8 Destinations Intel Software Guard Extensions

One of the functional innovations that appeared in the sixth generation Intel Core processors (Skylake) was Intel Software Guard Extensions (Intel SGX). It is easy to verify by googling that there is not much information about it on the Internet. We decided to fill this gap, especially since we had at hand an article by one of the developers of this technology, Matthew Hoekstra; in it, he describes the goals pursued by Intel SGX. We give its translation.

Speaking of the essence, Intel SGX is a set of new processor instructions that can be used by applications to highlight private areas of code and data. Creating this technology, we pursued the following goals.

Goal 1. Allow application developers to protect sensitive data from unauthorized access or modification by malicious software running with higher privileges.
I would like to highlight several points of principle in this paragraph. First, the protection of sensitive data involves ensuring their confidentiality (preventing leakage) and integrity (protection against falsification). Second, it is necessary to protect not only data, but also code (for example, an attacker can easily access data by changing or disabling authorization). Third, data must be protected not only when it is stored in encrypted form, but also during runtime, when it is not encrypted and is actively used for calculations. Finally, it is critical to protect the runtime against malware that bypasses the privilege control system in order to obtain a higher level of rights.

Goal 2. Allow applications to ensure the confidentiality and integrity of sensitive data and code without interfering with the operation of the privilege control system, without interfering with its planning and control of platform resources.
Sensitive data and code should be protected from malware running with a high level of rights, but at the same time, the privilege control system must constantly do its job, it should not be interfered. Protected applications must not take over or disrupt basic system functionality, such as task scheduling, device management, etc. Operating systems have evolved over the years to perform these tasks well, and creating an entity parallel to them would be impractical.

Goal 3. Allow users of computer devices to control them, while at the same time providing freedom to install and remove applications and services.
The work of a trusted application should not require any specific configurations and should not limit the user’s control over his computer. A common practice for security today is to severely restrict the set of applications that can be downloaded to the platform. In game consoles, smartphones, etc. now usually a specialized operating system is built in, which imposes various kinds of restrictions on the availability and behavior of applications in order to prevent security problems.

Corporate use of devices may impose even more stringent additional restrictions (for example, on the connection of USB-drives). In principle, there is nothing wrong with these measures, but they should not be required to ensure confidentiality and data integrity. This condition becomes even more obvious if we talk about a personal PC, where the need for a trusted environment is as great as the need for personalization.

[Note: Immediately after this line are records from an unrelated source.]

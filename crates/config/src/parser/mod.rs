//! Document -> [`ConfigNode`] classification.
//!
//! # Rules
//!
//! - A mapping with `_name` is an object spec; its other keys are parameters.
//! - Parameter keys: `x_` passes the value of parameter `x` verbatim
//!   ([`ConfigNode::Literal`]); `__x` names parameter `_x`; any other key with a
//!   leading `_` is reserved.
//! - A mapping without `_name` is a plain mapping; its keys are taken as written.
//! - Strings follow the [`crate::grammar`] rules.

use indexmap::IndexMap;
use indexmap::map::Entry;
use serde_json::Value as Json;

use crate::error::{ConfigError, Result};
use crate::grammar::{parse_reference, parse_template};
use crate::node::{ConfigNode, FACTORY_KEY, ObjectSpec, Scalar};
use crate::path::ConfigPath;


/// Parses a whole experiment document.
///
/// The root must be a mapping or an object spec.
pub fn parse(document: &Json) -> Result<ConfigNode> {
	let root = ConfigPath::root();
	match document {
		Json::Object(_) => parse_node(document, &root),
		other => Err(ConfigError::malformed(&root, format!("document root must be a mapping, found {}", json_kind(other)))),
	}
}

/// Parses any sub-document located at `path`.
pub fn parse_node(value: &Json, path: &ConfigPath) -> Result<ConfigNode> {
	Ok(match value {
		Json::Null => ConfigNode::Scalar(Scalar::Null),
		Json::Bool(b) => ConfigNode::Scalar(Scalar::Bool(*b)),
		Json::Number(n) => ConfigNode::Scalar(match (n.as_i64(), n.as_u64()) {
			(Some(i), _) => Scalar::Int(i),
			(None, Some(u)) => Scalar::UInt(u),
			(None, None) => Scalar::Float(n.as_f64().unwrap_or(f64::NAN)),
		}),
		Json::String(s) => parse_string(s),
		Json::Array(items) => ConfigNode::Sequence(items.iter().enumerate().map(|(i, item)| parse_node(item, &path.index(i))).collect::<Result<_>>()?),
		Json::Object(map) => match map.get(FACTORY_KEY) {
			Some(Json::String(factory)) => ConfigNode::Object(parse_object(factory, map, path)?),
			Some(other) => {
				return Err(ConfigError::malformed(
					&path.child(FACTORY_KEY),
					format!("`{FACTORY_KEY}` must be a string, found {}", json_kind(other)),
				));
			}
			None => ConfigNode::Mapping(map.iter().map(|(k, v)| parse_node(v, &path.child(k)).map(|node| (k.clone(), node))).collect::<Result<_>>()?),
		},
	})
}

fn parse_string(s: &str) -> ConfigNode {
	if let Some(reference) = parse_reference(s) {
		return ConfigNode::Reference(reference);
	}
	let template = parse_template(s);
	if template.has_vars() {
		ConfigNode::Template(template)
	} else {
		ConfigNode::Scalar(Scalar::String(template.text()))
	}
}

fn parse_object(factory: &str, map: &serde_json::Map<String, Json>, path: &ConfigPath) -> Result<ObjectSpec> {
	let mut params: IndexMap<String, ConfigNode> = IndexMap::with_capacity(map.len().saturating_sub(1));
	let mut spelled: IndexMap<String, &str> = IndexMap::new();

	for (key, value) in map {
		if key == FACTORY_KEY {
			continue;
		}
		let (name, literal) = param_name(key).map_err(|reason| ConfigError::malformed(&path.child(key), reason))?;
		let node = if literal {
			ConfigNode::Literal(value.clone())
		} else {
			parse_node(value, &path.child(&name))?
		};

		match spelled.entry(name.clone()) {
			Entry::Occupied(first) => {
				return Err(ConfigError::malformed(
					&path.child(&name),
					format!("parameter `{name}` is given twice (as `{}` and `{key}`)", first.get()),
				));
			}
			Entry::Vacant(slot) => {
				slot.insert(key);
			}
		}
		params.insert(name, node);
	}

	Ok(ObjectSpec {
		factory: factory.to_string(),
		params,
	})
}

/// Maps a raw object key to `(parameter name, is_literal)`.
fn param_name(key: &str) -> std::result::Result<(String, bool), String> {
	let unescaped = match key.strip_prefix("__") {
		Some(rest) => format!("_{rest}"),
		None if key.starts_with('_') => {
			return Err(format!("`{key}` is a reserved key; write `_{key}` for a parameter named `{key}`"));
		}
		None => key.to_string(),
	};
	match unescaped.strip_suffix('_') {
		Some(name) if !name.is_empty() => Ok((name.to_string(), true)),
		_ => Ok((unescaped, false)),
	}
}

fn json_kind(value: &Json) -> &'static str {
	match value {
		Json::Null => "null",
		Json::Bool(_) => "a bool",
		Json::Number(_) => "a number",
		Json::String(_) => "a string",
		Json::Array(_) => "a list",
		Json::Object(_) => "a mapping",
	}
}
//! Canonical paths into a config tree.

use std::fmt;

/// One step into a config node: a mapping/param key or a sequence index.
#[derive(Clone, Debug, PartialEq, Eq, Hash)]
pub enum Segment {
	Key(String),
	Index(usize),
}

impl fmt::Display for Segment {
	fn fmt(&self, f: &mut fmt::Formatter<'_>) -> fmt::Result {
		match self {
			Self::Key(key) => f.write_str(key),
			Self::Index(i) => write!(f, "{i}"),
		}
	}
}

/// Location of a node, from the document root.
///
/// Displayed dotted (`trainer.optimizer.0`), the same form a reference uses.
/// The root itself displays as `<root>`.
#[derive(Clone, Debug, Default, PartialEq, Eq, Hash)]
pub struct ConfigPath(Vec<Segment>);

impl ConfigPath {
	pub fn root() -> Self {
		Self::default()
	}

	pub fn from_segments(segments: Vec<Segment>) -> Self {
		Self(segments)
	}

	/// Splits a dotted path into keys, spelled as written.
	///
	/// A digit key addresses a sequence item once it meets a sequence, see
	/// [`crate::node::ConfigNode::child`].
	pub fn parse_dotted(dotted: &str) -> Self {
		Self(dotted.split('.').map(|seg| Segment::Key(seg.to_string())).collect())
	}

	pub fn is_root(&self) -> bool {
		self.0.is_empty()
	}

	pub fn segments(&self) -> &[Segment] {
		&self.0
	}

	pub fn len(&self) -> usize {
		self.0.len()
	}

	pub fn is_empty(&self) -> bool {
		self.0.is_empty()
	}

	pub fn child(&self, key: &str) -> Self {
		let mut segments = self.0.clone();
		segments.push(Segment::Key(key.to_string()));
		Self(segments)
	}

	pub fn index(&self, i: usize) -> Self {
		let mut segments = self.0.clone();
		segments.push(Segment::Index(i));
		Self(segments)
	}

	/// Returns a new path with `rest` appended.
	pub fn join(&self, rest: &[Segment]) -> Self {
		let mut segments = self.0.clone();
		segments.extend_from_slice(rest);
		Self(segments)
	}

	/// True if `self` is `other` or lies underneath it.
	pub fn starts_with(&self, other: &ConfigPath) -> bool {
		self.0.starts_with(&other.0)
	}
}

impl fmt::Display for ConfigPath {
	fn fmt(&self, f: &mut fmt::Formatter<'_>) -> fmt::Result {
		if self.0.is_empty() {
			return f.write_str("<root>");
		}
		for (i, seg) in self.0.iter().enumerate() {
			if i > 0 {
				f.write_str(".")?;
			}
			write!(f, "{seg}")?;
		}
		Ok(())
	}
}

/// A reference token as written in the document, e.g. `$model.encoder`.
#[derive(Clone, Debug, PartialEq, Eq, Hash)]
pub struct Reference(pub ConfigPath);

impl Reference {
	pub fn target(&self) -> &ConfigPath {
		&self.0
	}
}

impl fmt::Display for Reference {
	fn fmt(&self, f: &mut fmt::Formatter<'_>) -> fmt::Result {
		write!(f, "${}", self.0)
	}
}

#[cfg(test)]
mod tests {
	use pretty_assertions::assert_eq;

	use super::*;

	#[test]
	fn dotted_round_trip_display() {
		let path = ConfigPath::parse_dotted("trainer.layers.0.weight");
		assert_eq!(
			path.segments(),
			&[
				Segment::Key("trainer".into()),
				Segment::Key("layers".into()),
				Segment::Key("0".into()),
				Segment::Key("weight".into()),
			]
		);
		assert_eq!(path.to_string(), "trainer.layers.0.weight");
		assert_eq!(ConfigPath::root().to_string(), "<root>");
	}

	#[test]
	fn starts_with_ancestors() {
		let model = ConfigPath::root().child("model");
		let encoder = model.child("encoder");
		assert!(encoder.starts_with(&model));
		assert!(model.starts_with(&model));
		assert!(!model.starts_with(&encoder));
	}
}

Goal 4. Allow the platform to measure the trusted application code and produce a signed certificate using the processor, which includes this measurement and other certificates confirming that the code was correctly initialized in a trusted environment.
By allowing the user to control the software on the platform, we are creating the problem of trusted application delivery. How can anyone be sure that the platform has all the necessary primitives to support the trusted computing that the application requires, or that the installed application has not been tampered with? Or, in other words, how can an application prove that it is trusted?
To determine if the application was loaded and initialized correctly, you can compare the application signature (the cryptographic hash of its memory fingerprint at a predetermined execution point) with the expected value obtained from the considered trusted system - this is called the application dimension. To confirm its origin, the measurement is signed with a private key known only to the trusted system that performs the measurement.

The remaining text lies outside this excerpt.